The fact that the member of the Russian-speaking minority had to sign discriminatory laws of the nationalists as president was a bad omen for his mission to end the violence of the nationalists against the Russian-speaking population in the Donbass, which was a much more difficult undertaking. The lack of a power base relentlessly revealed Zelensky’s impotence and his true character as a mere figurehead of a Russophobic nationalist regime in the tradition of its national hero Stepan Bandera.
Zelensky’s powerlessness was also made unmistakably clear when, as commander-in-chief, he was not privy to his military’s planning and execution of a terrorist attack on the Nordstream gas pipelines. The Nation stated that “some reporting in the mainstream press even suggests Zelensky might not be in full control of these Ukrainian operations, which would imply that rogue military actors in Ukraine are driving policy.” I must qualify here by adding that the claim that Ukraine is the culprit in the Nordstream attacks may be a red herring on the part of the United States, which is suspected, for good reason, to be behind the attacks.
The refusal of Verkhovna Rada deputy from Zelenky’s “Servants of the People” party, Maksim Buzhansky, to switch to Ukrainian on TV triggered a political and media scandal in Kjiv.
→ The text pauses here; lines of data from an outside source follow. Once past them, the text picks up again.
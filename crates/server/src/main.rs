// crates/server/src/main.rs
//! Casework server binary.
//!
//! Builds the job scheduler from the environment, then serves the HTTP
//! adapter until Ctrl-C.

use std::net::SocketAddr;

use anyhow::Result;
use casework_jobs::{Scheduler, SchedulerConfig};
use casework_server::{create_app, init_metrics, AppState};
use clap::Parser;
use tracing_subscriber::EnvFilter;

/// Default port for the server.
const DEFAULT_PORT: u16 = 47892;

/// Casework job server
#[derive(Parser, Debug)]
#[command(name = "casework")]
#[command(version)]
#[command(about = "Per-case background job scheduler with live updates", long_about = None)]
struct Cli {
    /// Port to listen on (falls back to CASEWORK_PORT, then PORT)
    #[arg(short = 'p', long = "port")]
    port: Option<u16>,

    /// Address to bind
    #[arg(short = 'H', long = "host", default_value = "127.0.0.1")]
    host: std::net::IpAddr,
}

/// Get the server port from the CLI, the environment, or the default.
fn get_port(cli: Option<u16>) -> u16 {
    cli.or_else(|| {
        std::env::var("CASEWORK_PORT")
            .ok()
            .or_else(|| std::env::var("PORT").ok())
            .and_then(|p| p.parse().ok())
    })
    .unwrap_or(DEFAULT_PORT)
}

async fn shutdown_signal() {
    if let Err(e) = tokio::signal::ctrl_c().await {
        tracing::error!("Failed to listen for Ctrl-C: {e}");
        std::future::pending::<()>().await;
    }
    tracing::info!("Shutdown signal received");
}

#[tokio::main]
async fn main() -> Result<()> {
    let cli = Cli::parse();

    tracing_subscriber::fmt()
        .with_env_filter(
            EnvFilter::try_from_default_env()
                .unwrap_or_else(|_| "warn,casework_jobs=info,casework_server=info".into()),
        )
        .init();

    init_metrics();

    let config = SchedulerConfig::from_env();
    tracing::info!(
        retention_secs = config.retention.as_secs(),
        event_capacity = config.event_capacity,
        "Scheduler configured"
    );
    let scheduler = Scheduler::new(config);
    let app = create_app(AppState::new(scheduler));

    let addr = SocketAddr::new(cli.host, get_port(cli.port));
    let listener = tokio::net::TcpListener::bind(addr).await?;
    tracing::info!("Casework server listening on {addr}");

    axum::serve(listener, app)
        .with_graceful_shutdown(shutdown_signal())
        .await?;

    Ok(())
}
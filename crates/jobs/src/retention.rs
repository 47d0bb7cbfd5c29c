// crates/jobs/src/retention.rs
//! Deferred purge of finished job records.
//!
//! Every terminal transition arms a timer that purges the record once the
//! retention window elapses. Read paths also run a lazy sweep over
//! `finished` ages, so records are reclaimed even when a timer never fires.

use std::time::Duration;

use tokio::runtime::Handle;
use tokio::task::AbortHandle;
use tokio::time::Instant;

/// Whether a record finished at `finished` has outlived `retention` at `now`.
pub(crate) fn is_expired(finished: Instant, retention: Duration, now: Instant) -> bool {
    now.saturating_duration_since(finished) >= retention
}

/// Run `purge` on `runtime` after `delay`. The returned handle aborts the timer.
pub(crate) fn spawn_purge<F>(runtime: &Handle, delay: Duration, purge: F) -> AbortHandle
where
    F: FnOnce() + Send + 'static,
{
    runtime
        .spawn(async move {
            tokio::time::sleep(delay).await;
            purge();
        })
        .abort_handle()
}

#[cfg(test)]
mod tests {
    use super::*;
    use std::sync::atomic::{AtomicBool, Ordering};
    use std::sync::Arc;

    #[test]
    fn test_is_expired() {
        let finished = Instant::now();
        let retention = Duration::from_secs(60);
        assert!(!is_expired(finished, retention, finished));
        assert!(!is_expired(finished, retention, finished + Duration::from_secs(59)));
        assert!(is_expired(finished, retention, finished + retention));
    }

    #[test]
    fn test_zero_retention_expires_immediately() {
        let finished = Instant::now();
        assert!(is_expired(finished, Duration::ZERO, finished));
    }

    #[tokio::test(start_paused = true)]
    async fn test_spawn_purge_fires_after_delay() {
        let fired = Arc::new(AtomicBool::new(false));
        let flag = Arc::clone(&fired);
        spawn_purge(&Handle::current(), Duration::from_secs(10), move || {
            flag.store(true, Ordering::SeqCst);
        });

        tokio::time::sleep(Duration::from_secs(9)).await;
        assert!(!fired.load(Ordering::SeqCst));
        tokio::time::sleep(Duration::from_secs(2)).await;
        assert!(fired.load(Ordering::SeqCst));
    }

    #[tokio::test(start_paused = true)]
    async fn test_aborted_purge_never_fires() {
        let fired = Arc::new(AtomicBool::new(false));
        let flag = Arc::clone(&fired);
        let timer = spawn_purge(&Handle::current(), Duration::from_secs(10), move || {
            flag.store(true, Ordering::SeqCst);
        });
        timer.abort();

        tokio::time::sleep(Duration::from_secs(20)).await;
        assert!(!fired.load(Ordering::SeqCst));
    }
}
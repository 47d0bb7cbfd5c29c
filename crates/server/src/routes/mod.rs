//! API route handlers for the casework server.

pub mod health;
pub mod jobs;
pub mod metrics;

use std::sync::Arc;

use axum::Router;

use crate::state::AppState;

/// Create the combined router. Everything except `/metrics` lives under `/api`.
///
/// Routes:
/// - GET  /api/health - Health check
/// - GET  /api/jobs - List retained jobs (`jobType`, `entityId` filters)
/// - GET  /api/jobs/stream - SSE stream of job updates
/// - GET  /api/jobs/{id} - One job
/// - POST /api/jobs/{id}/cancel - Cancel a job
/// - GET  /api/cases/{id}/busy - Whether a case has queued or running work
/// - POST /api/cases/{id}/supersede/{aux} - Drop queued work for a sub-resource
/// - GET  /metrics - Prometheus metrics
pub fn api_routes(state: Arc<AppState>) -> Router {
    Router::new()
        .nest("/api", health::router())
        .nest("/api", jobs::router())
        .merge(metrics::router())
        .with_state(state)
}

#[cfg(test)]
mod tests {
    use super::*;
    use casework_jobs::{Scheduler, SchedulerConfig};

    #[tokio::test]
    async fn test_api_routes_creation() {
        let state = AppState::new(Scheduler::new(SchedulerConfig::default()));
        let _router = api_routes(state);
    }
}
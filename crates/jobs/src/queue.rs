// crates/jobs/src/queue.rs
//! Per-entity FIFO queues with a single active slot.
//!
//! `pop_next` is the only place a job is admitted, which is what keeps at
//! most one job running per entity.

use std::collections::{HashMap, VecDeque};

use crate::types::JobId;

#[derive(Debug, Default)]
struct EntityQueue {
    pending: VecDeque<JobId>,
    active: Option<JobId>,
}

impl EntityQueue {
    fn is_empty(&self) -> bool {
        self.pending.is_empty() && self.active.is_none()
    }
}

/// Pending lists and active slots, keyed by entity id.
#[derive(Debug, Default)]
pub struct EntityQueues {
    queues: HashMap<String, EntityQueue>,
}

impl EntityQueues {
    #[cfg(test)]
    pub fn new() -> Self {
        Self::default()
    }

    /// Append a job to the entity's pending list.
    pub fn enqueue(&mut self, entity_id: &str, job_id: JobId) {
        self.queues
            .entry(entity_id.to_string())
            .or_default()
            .pending
            .push_back(job_id);
    }

    /// Admit the head of the pending list, unless a job is already active.
    pub fn pop_next(&mut self, entity_id: &str) -> Option<JobId> {
        let queue = self.queues.get_mut(entity_id)?;
        if queue.active.is_some() {
            return None;
        }
        let next = queue.pending.pop_front();
        queue.active = next;
        if queue.is_empty() {
            self.queues.remove(entity_id);
        }
        next
    }

    /// Remove a job that has not been admitted yet.
    pub fn remove_queued(&mut self, entity_id: &str, job_id: JobId) -> bool {
        let Some(queue) = self.queues.get_mut(entity_id) else {
            return false;
        };
        let before = queue.pending.len();
        queue.pending.retain(|id| *id != job_id);
        let removed = queue.pending.len() != before;
        if queue.is_empty() {
            self.queues.remove(entity_id);
        }
        removed
    }

    /// Release the active slot if `job_id` holds it.
    pub fn clear_active(&mut self, entity_id: &str, job_id: JobId) -> bool {
        let Some(queue) = self.queues.get_mut(entity_id) else {
            return false;
        };
        if queue.active != Some(job_id) {
            return false;
        }
        queue.active = None;
        if queue.is_empty() {
            self.queues.remove(entity_id);
        }
        true
    }

    #[cfg(test)]
    pub fn active(&self, entity_id: &str) -> Option<JobId> {
        self.queues.get(entity_id).and_then(|q| q.active)
    }

    pub fn pending(&self, entity_id: &str) -> Vec<JobId> {
        self.queues
            .get(entity_id)
            .map(|q| q.pending.iter().copied().collect())
            .unwrap_or_default()
    }

    /// True if the entity has a queued or active job.
    pub fn is_busy(&self, entity_id: &str) -> bool {
        self.queues.get(entity_id).is_some_and(|q| !q.is_empty())
    }

    /// Number of entities with any queued or active work.
    #[cfg(test)]
    pub fn entity_count(&self) -> usize {
        self.queues.len()
    }
}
Even worse, he refused to give the appropriate obligatory greeting response to the greeting “Glory to the (fascist, F.A.) heroes!” of the TV presenter.
To this, the secretary of the National Security and Defense Council (NSDC), Alexei Danilov, responded by stressing that such people had no place in the country and promised a “purge.” He stated: “The not-yet-discharged <…> who think they have the right to speak Russian on Ukrainian television have no place not only on television but also in politics and in Ukraine,” and he expressed his determination to have such people “purged to the root and kicked out of everything.”
According to a nationwide survey conducted in 2021, 22 percent of Ukrainians speak Russian as their native language (although in reality the number may be higher). The percentage is identical to that of French speakers in Switzerland. Unlike Ukraine, however, not only German, the language of the majority, is an official language in Switzerland, but French and Italian (the language of an even smaller minority) are also official languages with equal rights. Official documents such as law books and passports are issued in these three languages, schools teach in these languages, and Swiss citizens can use their mother tongue without restriction.
Which raises the question: Why does Ukraine systematically discriminate against its minorities, while other countries do not, as the example of Switzerland shows, and treat minorities equally? And why don’t Western politicians and media ask this question to the Ukrainian government?
And the Roma, another minority, have become the target of the worst fascist crimes.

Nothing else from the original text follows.